Early in 2021, when their season appeared a write-off, Zidane demanded a little respect. This group had won the league, he said; they should have the right to defend it. Madrid reacted impressively – this was their first defeat since January – but the underlying issues were unchanged. It would also be legitimate to ask why Madrid should need to react, why the team that beat Barcelona, Atlético, Liverpool, Atalanta and Inter didn’t beat smaller sides, why players so practiced at stepping back from the abyss found themselves standing there in the first place.
Besides, overlooked from that discourse was that Zidane had said: “Things will change next year.” Recently, it has felt increasingly like one of those things may be him. And in any case, his words contained a recognition that all was not right, a hint that he was clinging to one final chance, a last dance.

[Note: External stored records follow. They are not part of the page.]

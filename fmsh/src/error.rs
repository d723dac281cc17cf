//! Error types for fmsh

use std::io;
use std::path::Path;
use thiserror::Error;

/// Result type alias for fmsh operations
pub type ShellResult<T> = Result<T, ShellError>;

/// Every way a command can fail. Each variant carries the user-facing message.
#[derive(Error, Debug)]
pub enum ShellError {
    /// Referenced path does not exist
    #[error("{0}")]
    NotFound(String),

    #[error("{0}")]
    NotADirectory(String),

    #[error("{0}")]
    IsADirectory(String),

    /// Creation would collide with an existing object
    #[error("{0}")]
    AlreadyExists(String),

    /// OS-level denial or a protected path guard
    #[error("{0}")]
    PermissionDenied(String),

    /// Archive failed format or integrity validation
    #[error("{0}")]
    InvalidArchive(String),

    /// Codec failure while creating or extracting an archive
    #[error("{message}")]
    Archive {
        message: String,
        #[source]
        source: Box<dyn std::error::Error + Send + Sync>,
    },

    /// A mandatory flag was omitted
    #[error("{0}")]
    MissingFlag(String),

    /// Confirmation answer was neither `y` nor `n`
    #[error("Invalid input: {0}")]
    InvalidInput(String),

    /// Input line could not be tokenized
    #[error("Parse error: {0}")]
    Parse(String),

    #[error("Invalid command: {0}")]
    UnknownCommand(String),

    #[error("{command}: missing operand (usage: {usage})")]
    MissingArgument {
        command: &'static str,
        usage: &'static str,
    },

    /// Host error with no dedicated kind
    #[error("IO error: {0}")]
    Io(#[from] io::Error),
}

impl ShellError {
    pub(crate) fn archive<E>(context: &str, source: E) -> Self
    where
        E: std::error::Error + Send + Sync + 'static,
    {
        Self::Archive {
            message: format!("{context}: {source}"),
            source: Box::new(source),
        }
    }

    /// Translate a host error into the taxonomy, naming `path` in the message.
    pub(crate) fn from_io(err: io::Error, path: &Path) -> Self {
        let path = path.display();
        match err.kind() {
            io::ErrorKind::NotFound => Self::NotFound(format!("{path} does not exist")),
            io::ErrorKind::PermissionDenied => {
                Self::PermissionDenied(format!("Permission error: {path}: {err}"))
            }
            io::ErrorKind::AlreadyExists => Self::AlreadyExists(format!("{path} already exists")),
            _ => Self::Io(err),
        }
    }
}
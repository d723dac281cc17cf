use std::path::PathBuf;
use thiserror::Error;

#[derive(Debug, Error)]
pub enum ConfigError {
    #[error("Failed to read config file {path}: {source}")]
    ReadFile {
        path: PathBuf,
        source: std::io::Error,
    },

    #[error("Failed to parse YAML: {0}")]
    ParseYaml(#[from] serde_yaml::Error),

    #[error("Invalid config value: {0}")]
    InvalidValue(String),
}
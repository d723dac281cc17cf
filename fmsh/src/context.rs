//! Per-shell state shared by every command.

use std::path::{Component, Path, PathBuf};

/// Working directory and home directory of one shell session.
///
/// Commands resolve relative paths against [`cwd`](Self::cwd) instead of
/// the process working directory, which the library never touches. Only
/// `cd` calls [`set_cwd`](Self::set_cwd).
#[derive(Debug, Clone, PartialEq, Eq)]
pub struct ShellContext {
    cwd: PathBuf,
    home: Option<PathBuf>,
}

impl ShellContext {
    pub fn new(cwd: impl Into<PathBuf>) -> Self {
        Self {
            cwd: cwd.into(),
            home: dirs::home_dir(),
        }
    }

    /// Start from the process working directory.
    pub fn from_process() -> std::io::Result<Self> {
        Ok(Self::new(std::env::current_dir()?))
    }

    #[must_use]
    pub fn with_home(mut self, home: Option<PathBuf>) -> Self {
        self.home = home;
        self
    }

    pub fn cwd(&self) -> &Path {
        &self.cwd
    }

    pub fn set_cwd(&mut self, cwd: PathBuf) {
        self.cwd = cwd;
    }

    pub fn home(&self) -> Option<&Path> {
        self.home.as_deref()
    }

    /// Join a relative path onto the working directory. Absolute paths pass through.
    pub fn resolve(&self, path: impl AsRef<Path>) -> PathBuf {
        let path = path.as_ref();
        if path.is_absolute() {
            path.to_path_buf()
        } else {
            self.cwd.join(path)
        }
    }

    /// Parent of the working directory, or the directory itself at the root.
    pub fn parent_of_cwd(&self) -> &Path {
        self.cwd.parent().unwrap_or(&self.cwd)
    }
}

/// Remove `.` and `..` components without touching the filesystem.
pub(crate) fn normalize_lexically(path: &Path) -> PathBuf {
    let mut out = PathBuf::new();
    for component in path.components() {
        match component {
            Component::CurDir => {}
            Component::ParentDir => match out.components().next_back() {
                Some(Component::Normal(_)) => {
                    out.pop();
                }
                Some(Component::RootDir | Component::Prefix(_)) => {}
                _ => out.push(component),
            },
            other => out.push(other),
        }
    }
    out
}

The squad was short but Martin Ødegaard and Luka Jovic left in the winter, seeking opportunity. Ramos still has not renewed. Varane has intimated that he may walk away. The talk is of big signings, Kilian Mbappé especially, but the lasting message from the super league mess was that Madrid can’t really afford that. Luka Modric is 35. Ronaldo left. Bale is at Spurs. Since Madrid’s last Champions League, their third in a row, they have won a lockdown league and could yet win another but they have been knocked out of Europe by Ajax, Manchester City and Chelsea. On each occasion they were clearly inferior, logic imposed. Zidane has relied largely on the old guard: brilliant at times, but nothing is eternal.
“There is no explanation, no excuses,” Casemiro said on Wednesday. “It’s not easy to win the Champions League. Today showed that what we did was historic.” They are not that team any more and there isn’t always a miracle waiting. In the end, Butch catches Vincent Vega coming out of his bathroom, and Madrid fall at Stamford Bridge.